En Bogotá rumbearse es salir de fiesta con toda, sin pensar en la hora ni en el cansancio. Es irse a bailar, tomar algo, cantar a grito herido y dejarse llevar por la noche. Básicamente es armarse el plan más fiestero posible, y la verdad es que solo de decirlo ya dan ganas de salir.
En Cundinamarca se dice rumbearse cuando te vas de rumba con todas las de la ley: salir a bailar, tomar algo, parchar con la gente y alargar la noche sin culpa. Es el plan de fin de semana por excelencia, de esos que empiezan tranquilos y terminan con historias que nadie pidió pero todos cuentan.
En Quindío se usa para decir que alguien se va de fiesta con toda, listo para una noche larga de música, baile, guaro y desorden sano. Es más que solo salir a tomar, es irse a rumbear con ganas, sin pensar mucho en la hora de regreso. Y la verdad, cuando uno se rumbera bien, hasta se le olvida el estrés.

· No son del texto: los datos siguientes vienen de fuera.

#[cfg(test)]
mod tests {
    use super::*;

    #[test]
    fn test_login_form_messages() {
        let form = LoginForm {
            email: "not-an-email".to_string(),
            password: "   ".to_string(),
        };
        let errors = form.submit().unwrap_err();
        assert_eq!(errors.get("email"), Some("Please enter a valid email address"));
        assert_eq!(errors.get("password"), Some("Please enter your password"));
    }

    #[test]
    fn test_reset_password_mismatch() {
        let form = ResetPasswordForm {
            token: "abc".to_string(),
            password: "correct horse".to_string(),
            confirm_password: "correct house".to_string(),
        };
        let errors = validate_form(&form).unwrap_err();
        assert_eq!(errors.len(), 1);
        assert_eq!(errors.get("confirm_password"), Some("Passwords do not match"));
    }

    #[test]
    fn test_admin_form_requires_role() {
        let form = AdminForm {
            name: "Riley".to_string(),
            email: "riley@smartspend.test".to_string(),
            phone: None,
            role_id: None,
            password: "password1".to_string(),
        };
        let errors = form.submit().unwrap_err();
        assert_eq!(errors.get("role_id"), Some("Please select a role"));
    }

    #[test]
    fn test_payload_trims_and_drops_blank_optionals() {
        let form = UserForm {
            first_name: " Jo ".to_string(),
            last_name: "Park".to_string(),
            email: "jo@smartspend.test".to_string(),
            phone: Some("  ".to_string()),
            country_id: Some(3),
            company_id: None,
            password: "password1".to_string(),
        };
        let payload = form.submit().unwrap();
        assert_eq!(payload.first_name, "Jo");
        assert_eq!(payload.phone, None);
        assert_eq!(payload.country_id, Some(3));
    }

    fn submit_any<F: Form>(form: &F) -> Result<F::Payload, FieldErrors> {
        form.submit()
    }

    #[test]
    fn test_submit_through_generic_bound() {
        let form = RoleForm {
            name: String::new(),
            description: None,
        };
        let errors = submit_any(&form).unwrap_err();
        assert_eq!(errors.get("name"), Some("Role name must be 1-100 characters"));
    }

    #[test]
    fn test_user_edit_form() {
        let mut form = UserEditForm {
            first_name: "Jo".to_string(),
            last_name: " ".to_string(),
            email: "jo@".to_string(),
            phone: None,
            country_id: Some(3),
            company_id: None,
        };
        let errors = form.submit().unwrap_err();
        assert_eq!(errors.get("last_name"), Some("Please enter a last name"));
        assert_eq!(errors.get("email"), Some("Please enter a valid email address"));

        form.last_name = " Park ".to_string();
        form.email = "jo@smartspend.test".to_string();
        let payload = form.submit().unwrap();
        assert_eq!(payload.last_name.as_deref(), Some("Park"));
        assert_eq!(payload.phone, None);
        let body = serde_json::to_value(&payload).unwrap();
        assert!(body.get("phone").is_none());
    }

    #[test]
    fn test_admin_edit_form_keeps_status() {
        let form = AdminEditForm {
            name: "Riley".to_string(),
            email: "riley@smartspend.test".to_string(),
            phone: Some("555-0101".to_string()),
            role_id: Some(2),
            status: Some(RecordStatus::Inactive),
        };
        let payload = form.submit().unwrap();
        assert_eq!(payload.role_id, Some(2));
        assert_eq!(payload.status, Some(RecordStatus::Inactive));

        let form = AdminEditForm { role_id: None, ..form };
        assert_eq!(form.submit().unwrap_err().get("role_id"), Some("Please select a role"));
    }

    #[test]
    fn test_role_edit_form_name_length() {
        let form = RoleEditForm {
            name: "x".repeat(101),
            description: None,
            status: None,
        };
        let errors = form.submit().unwrap_err();
        assert_eq!(errors.get("name"), Some("Role name must be 1-100 characters"));
    }

    #[test]
    fn test_field_errors_keep_first_message() {
        let mut errors = FieldErrors::new();
        errors.insert("version", "Please enter a version number");
        errors.insert("version", "second");
        assert_eq!(errors.get("version"), Some("Please enter a version number"));
        assert_eq!(errors.first_message(), Some("Please enter a version number"));
        assert!(errors.clone().into_result().is_err());
        assert!(FieldErrors::new().into_result().is_ok());
    }
}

En Colombia se usa para decir que alguien se va de fiesta con toda, a bailar pegadito, sudar la gota gorda y terminar medio despelucado. También puede usarse como rumbearse a alguien, o sea besarse y apapacharse sabroso en medio del desorden. Es de esas palabras que ya huelen a reguetón viejo y guayabo asegurado.